IEEE/ACM Trans Comput Biol Bioinform. 2021 Nov-Dec;18(6):2514-2525. doi: 10.1109/TCBB.2020.2986387. Epub 2021 Dec 8.
Molecular biomarkers are certain molecules or set of molecules that can be of help for diagnosis or prognosis of diseases or disorders. In the past decades, thanks to the advances in high-throughput technologies, a huge amount of molecular 'omics' data, e.g., transcriptomics and proteomics, have been accumulated. The availability of these omics data makes it possible to screen biomarkers for diseases or disorders. Accordingly, a number of computational approaches have been developed to identify biomarkers by exploring the omics data. In this review, we present a comprehensive survey on the recent progress of identification of molecular biomarkers with machine learning approaches. Specifically, we categorize the machine learning approaches into supervised, un-supervised and recommendation approaches, where the biomarkers including single genes, gene sets and small gene networks. In addition, we further discuss potential problems underlying bio-medical data that may pose challenges for machine learning, and provide possible directions for future biomarker identification.

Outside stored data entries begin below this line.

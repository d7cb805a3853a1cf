//! `MessageTextIndexProvider` over a synchronous `km_index::MessageTextIndex`.

use std::sync::Arc;

use async_trait::async_trait;
use km_core::{Message, ScoredMessage};
use km_embedding::EmbeddingClient;
use km_index::{MessageTextIndex, MessageTextIndexData};
use km_storage::{MessageTextIndexProvider, StorageError};
use tokio::sync::RwLock;

pub struct InMemoryMessageTextIndex {
    inner: RwLock<MessageTextIndex>,
    client: Arc<dyn EmbeddingClient>,
}

impl InMemoryMessageTextIndex {
    pub fn new(client: Arc<dyn EmbeddingClient>) -> Self {
        Self { inner: RwLock::new(MessageTextIndex::new(client.clone())), client }
    }

    /// Every chunk location and its embedding vector, for snapshotting.
    pub async fn export_data(&self) -> (MessageTextIndexData, Vec<Vec<f32>>) {
        self.inner.read().await.serialize()
    }

    /// Replaces this index's entries with `locations`/`vectors`, for
    /// loading a snapshot into a freshly created provider.
    pub async fn import_data(&self, locations: MessageTextIndexData, vectors: Vec<Vec<f32>>) {
        *self.inner.write().await = MessageTextIndex::deserialize(self.client.clone(), locations, vectors);
    }
}

#[async_trait]
impl MessageTextIndexProvider for InMemoryMessageTextIndex {
    async fn add_messages_starting_at(&self, start_ordinal: usize, messages: &[Message]) -> Result<(), StorageError> {
        self.inner.write().await.add_messages_starting_at(start_ordinal, messages).await.map_err(|e| StorageError::Backend(e.to_string()))
    }

    async fn lookup_messages(&self, text: &str, max_matches: usize, threshold: f64) -> Result<Vec<ScoredMessage>, StorageError> {
        self.inner.read().await.lookup_messages(text, max_matches, threshold).await.map_err(|e| StorageError::Backend(e.to_string()))
    }

    async fn lookup_messages_in_subset(
        &self,
        text: &str,
        subset: &[usize],
        max_matches: usize,
        threshold: f64,
    ) -> Result<Vec<ScoredMessage>, StorageError> {
        self.inner
            .read()
            .await
            .lookup_messages_in_subset(text, subset, max_matches, threshold)
            .await
            .map_err(|e| StorageError::Backend(e.to_string()))
    }

    async fn size(&self) -> Result<usize, StorageError> {
        Ok(self.inner.read().await.size())
    }

    async fn is_empty(&self) -> Result<bool, StorageError> {
        Ok(self.inner.read().await.is_empty())
    }
}

#[cfg(test)]
mod tests {
    use super::*;
    use km_embedding::DeterministicTestEmbeddingClient;

    fn client() -> Arc<dyn EmbeddingClient> {
        Arc::new(DeterministicTestEmbeddingClient::default())
    }

    #[tokio::test]
    async fn empty_index_reports_empty() {
        let index = InMemoryMessageTextIndex::new(client());
        assert!(index.is_empty().await.unwrap());
    }

    #[tokio::test]
    async fn add_then_lookup_finds_matching_message() {
        let index = InMemoryMessageTextIndex::new(client());
        let messages = vec![Message::new(vec!["hello world".to_string()]).unwrap()];
        index.add_messages_starting_at(0, &messages).await.unwrap();
        let hits = index.lookup_messages("hello world", 5, 0.0).await.unwrap();
        assert_eq!(hits[0].message_ordinal, 0);
    }
}
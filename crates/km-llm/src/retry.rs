//! Retry/backoff for transient extraction-provider failures (spec.md
//! §4.8: "at least three attempts with doubling delays").

use std::future::Future;
use std::time::Duration;

const RETRY_DELAYS_MS: [u64; 3] = [200, 400, 800];

/// Calls `attempt` until it succeeds or `RETRY_DELAYS_MS` is exhausted,
/// sleeping between failures. Four attempts total. Returns the last
/// error if every attempt fails.
pub async fn with_retry<T, E, F, Fut>(mut attempt: F) -> Result<T, E>
where
    F: FnMut() -> Fut,
    Fut: Future<Output = Result<T, E>>,
{
    let mut last_err = match attempt().await {
        Ok(v) => return Ok(v),
        Err(e) => e,
    };
    for delay_ms in RETRY_DELAYS_MS {
        tokio::time::sleep(Duration::from_millis(delay_ms)).await;
        match attempt().await {
            Ok(v) => return Ok(v),
            Err(e) => last_err = e,
        }
    }
    Err(last_err)
}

分子生物标志物是指某些分子或分子集合,它们有助于疾病或紊乱的诊断或预后。在过去几十年中,由于高通量技术的进步,已经积累了大量的分子“组学”数据,例如转录组学和蛋白质组学。这些组学数据的可用性使得筛选疾病或紊乱的生物标志物成为可能。因此,已经开发了许多计算方法来通过探索组学数据来识别生物标志物。在这篇综述中,我们全面介绍了使用机器学习方法识别分子生物标志物的最新进展。具体来说,我们将机器学习方法分为监督、无监督和推荐方法,其中生物标志物包括单个基因、基因集和小基因网络。此外,我们进一步讨论了生物医学数据中可能对机器学习构成挑战的潜在问题,并为未来的生物标志物识别提供了可能的方向。